Demand for brick deliveries – reflecting the pace of housebuilding starts – would be dependent on how mortgage rate movements affected buyer confidence, said Larkin.

Find the latest materials data and insight at CN Intelligence.

Export of construction materials decreased by £38m, or 0.4 per cent, in 2024 compared with the year before.

That was despite an increase of £42m, or 2 per cent, in exports in the final quarter of last year on the previous three months.

The top five exported construction-related materials last year from the UK were electrical wires – worth just over £1bn – paints and varnishes, lamps and fittings, builders’ ironmongery and air conditioning equipment.

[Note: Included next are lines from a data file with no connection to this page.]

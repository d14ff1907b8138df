pub mod adjust;
pub mod cluster_argument_parsing;
pub mod clusterer;
pub mod distance_store;
pub mod errors;
pub mod external_command_checker;
pub mod fastani;
pub mod finch;
pub mod genome;
pub mod genome_info_file;
pub mod genome_stats;
pub mod hierarchy;
pub mod scoring;
pub mod work_directory;

#[macro_use]
extern crate log;
extern crate clap;
extern crate rayon;
#[macro_use]
extern crate lazy_static;

use crate::distance_store::DistanceMethod;
use crate::errors::FineDistanceError;

/// A fine-pass ANI estimate for one genome pair.
#[derive(Debug, Clone, Copy, PartialEq)]
pub struct AniEstimate {
    /// Fraction, not percentage
    pub ani: f32,
    /// Fraction of fragments aligned, supporting the estimate
    pub aligned_fraction: f32,
}

/// The cheap similarity collaborator used for the primary pass, e.g. MinHash
/// sketch comparison. Handed the demand list of pairs lacking stored values;
/// may return partial results (clustering then fails fast on the holes).
pub trait CoarseDistanceFinder {
    fn method_name(&self) -> &str;

    /// Distances (1 - ANI) for the requested pairs of indices into
    /// `genome_fasta_paths`.
    fn distances(
        &self,
        genome_fasta_paths: &[&str],
        pairs: &[(usize, usize)],
    ) -> Vec<((usize, usize), f32)>;
}

/// The expensive alignment-based similarity collaborator used for the
/// secondary pass, e.g. fastANI. Called once per demanded pair; pairs are
/// independent so calls may run in parallel.
pub trait FineDistanceFinder {
    fn method_name(&self) -> &str;

    /// Which store method this finder's values belong to.
    fn method(&self) -> DistanceMethod;

    /// Ok(None) means the aligner found the pair too divergent to estimate
    /// ANI at all; the orchestrator records those as maximal distance.
    fn calculate(
        &self,
        fasta1: &str,
        fasta2: &str,
    ) -> Result<Option<AniEstimate>, FineDistanceError>;
}

pub const DEFAULT_ANI: &str = "99";
pub const DEFAULT_PRETHRESHOLD_ANI: &str = "90";
pub const DEFAULT_LINKAGE: &str = "average";
pub const DEFAULT_QUALITY_FORMULA: &str = "drep";

pub const AUTHOR: &str =
    "Ben J. Woodcroft, Centre for Microbiome Research, Queensland University of Technology";
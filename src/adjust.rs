use std;
use std::collections::BTreeSet;

use crate::clusterer::ClusteringResult;
use crate::distance_store::DistanceStore;
use crate::errors::AdjustError;
use crate::hierarchy::{self, Linkage};
use crate::FineDistanceFinder;

/// Reference to a cluster named on the command line: "3" or "primary_3" for
/// a primary cluster, "3_1" for a secondary cluster.
#[derive(Debug, Clone, Copy, PartialEq, Eq)]
pub enum ClusterRef {
    Primary(usize),
    Secondary(usize, usize),
}

impl std::str::FromStr for ClusterRef {
    type Err = String;

    fn from_str(s: &str) -> Result<ClusterRef, String> {
        let stripped = s.strip_prefix("primary_").unwrap_or(s);
        if s.starts_with("primary_") || !stripped.contains('_') {
            return stripped
                .parse::<usize>()
                .map(ClusterRef::Primary)
                .map_err(|_| format!("Malformed cluster id '{}'", s));
        }
        let mut parts = stripped.splitn(2, '_');
        let primary = parts.next().and_then(|p| p.parse::<usize>().ok());
        let secondary = parts.next().and_then(|p| p.parse::<usize>().ok());
        match (primary, secondary) {
            (Some(p), Some(sec)) => Ok(ClusterRef::Secondary(p, sec)),
            _ => Err(format!("Malformed cluster id '{}'", s)),
        }
    }
}

impl std::fmt::Display for ClusterRef {
    fn fmt(&self, f: &mut std::fmt::Formatter) -> std::fmt::Result {
        match self {
            ClusterRef::Primary(p) => write!(f, "{}", p),
            ClusterRef::Secondary(p, s) => write!(f, "{}_{}", p, s),
        }
    }
}

/// Mutates an existing clustering result in place without recomputing
/// unaffected primary clusters. The only writer that deletes distance store
/// entries; it holds both structures mutably so deletions cannot overlap
/// in-flight reads.
pub struct AdjustmentEngine<'a> {
    pub result: &'a mut ClusteringResult,
    pub store: &'a mut DistanceStore,
}

impl<'a> AdjustmentEngine<'a> {
    /// Re-run secondary clustering of one primary cluster under a new
    /// method/linkage/threshold, fetching any distances not already stored.
    /// Only that cluster's secondary assignments and dendrogram are
    /// replaced.
    pub fn recluster<F: FineDistanceFinder + Sync>(
        &mut self,
        primary_id: usize,
        fine: &F,
        linkage: Linkage,
        threshold: f32,
    ) -> Result<(), AdjustError> {
        if !self.result.contains_primary(primary_id) {
            return Err(AdjustError::UnknownClusterId(primary_id.to_string()));
        }
        let members = self.result.members_of_primary(primary_id);
        info!(
            "Re-clustering primary cluster {} ({} genomes) with {} at threshold {} under {} linkage",
            primary_id,
            members.len(),
            fine.method_name(),
            threshold,
            linkage
        );

        for (a, b) in self.store.pairs_needed(&members, fine.method()) {
            let estimate = fine.calculate(
                &self.result.genome_names[a],
                &self.result.genome_names[b],
            )?;
            let distance = match estimate {
                Some(estimate) => (1.0 - estimate.ani).clamp(0.0, 1.0),
                None => 1.0,
            };
            self.store
                .put(a, b, fine.method(), distance)
                .map_err(crate::errors::ClusterError::from)?;
        }

        let (clusters, dendrogram) =
            hierarchy::cluster(self.store, &members, fine.method(), linkage, threshold)?;
        for (secondary_position, cluster) in clusters.iter().enumerate() {
            for genome in cluster {
                self.result
                    .assignments
                    .insert(*genome, (primary_id, secondary_position + 1));
            }
        }
        match dendrogram {
            Some(dendrogram) => {
                self.result.secondary_dendrograms.insert(primary_id, dendrogram);
            }
            None => {
                self.result.secondary_dendrograms.remove(&primary_id);
            }
        }
        // A successful re-cluster supersedes any earlier degradation record
        self.result.degraded.retain(|d| d.primary_id != primary_id);
        Ok(())
    }

    /// Remove clusters. Primary removal cascades: genomes, their distance
    /// store entries under every method, their dendrogram merge nodes, and
    /// their secondary clusters all go. Secondary removal deletes only that
    /// subset, leaving sibling secondary clusters untouched.
    ///
    /// All ids are validated before anything is mutated, so a list
    /// containing an unknown id fails without changing state. Removal is
    /// irreversible within the session.
    pub fn remove_clusters(&mut self, refs: &[ClusterRef]) -> Result<(), AdjustError> {
        for cluster_ref in refs {
            let known = match cluster_ref {
                ClusterRef::Primary(p) => self.result.contains_primary(*p),
                ClusterRef::Secondary(p, s) => self.result.contains_secondary(*p, *s),
            };
            if !known {
                return Err(AdjustError::UnknownClusterId(cluster_ref.to_string()));
            }
        }

        let mut removed_genomes: BTreeSet<usize> = BTreeSet::new();
        for cluster_ref in refs {
            match cluster_ref {
                ClusterRef::Primary(p) => {
                    removed_genomes.extend(self.result.members_of_primary(*p));
                }
                ClusterRef::Secondary(p, s) => {
                    removed_genomes.extend(self.result.members_of_secondary(*p, *s));
                }
            }
        }
        info!(
            "Removing {} genomes across {} cluster id(s)",
            removed_genomes.len(),
            refs.len()
        );

        for genome in &removed_genomes {
            self.result.assignments.remove(genome);
            self.store.remove_genome(*genome);
        }

        if let Some(dendrogram) = self.result.primary_dendrogram.as_mut() {
            dendrogram.remove_leaves(&removed_genomes);
        }
        for cluster_ref in refs {
            match cluster_ref {
                ClusterRef::Primary(p) => {
                    self.result.secondary_dendrograms.remove(p);
                    self.result.degraded.retain(|d| d.primary_id != *p);
                }
                ClusterRef::Secondary(p, _) => {
                    if let Some(dendrogram) = self.result.secondary_dendrograms.get_mut(p) {
                        dendrogram.remove_leaves(&removed_genomes);
                    }
                    // The whole primary cluster may now be empty
                    if !self.result.contains_primary(*p) {
                        self.result.secondary_dendrograms.remove(p);
                        self.result.degraded.retain(|d| d.primary_id != *p);
                    }
                }
            }
        }
        Ok(())
    }
}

The import of materials rose by £221m, or 1 per cent, in 2024 on the previous year.

However, the last quarter of 2024 saw imports fall by £187m, or 3.2 per cent, on the quarter before.

With trade to and from the EU declining in 2024, the UK’s top export market for materials was Ireland (£1.56bn), followed by the US (£1.04bn) and Germany (£742m).

The biggest proportion of imports came from China (18 per cent or £4.19bn of the total).

Meanwhile, there were positive signs in the latest Builders Merchants Building Index, released today (5 March), despite a fall in total value sales during the final quarter of 2024.

The quarterly index showed total volume sales increased by 2.3 per cent between October and December 2024 compared with the same period the previous year.

John Newcomb, chief executive of the Builders Merchants Federation, said the figures provided grounds for cautious optimism.

“After two pretty tough years, I remain cautious about overstating prospects for the coming year, but one or two encouraging signs are now emerging in our sales data,” he said.

“With interest rates gradually coming down and consumer confidence improving, we should be preparing for growth in the second half of 2025.”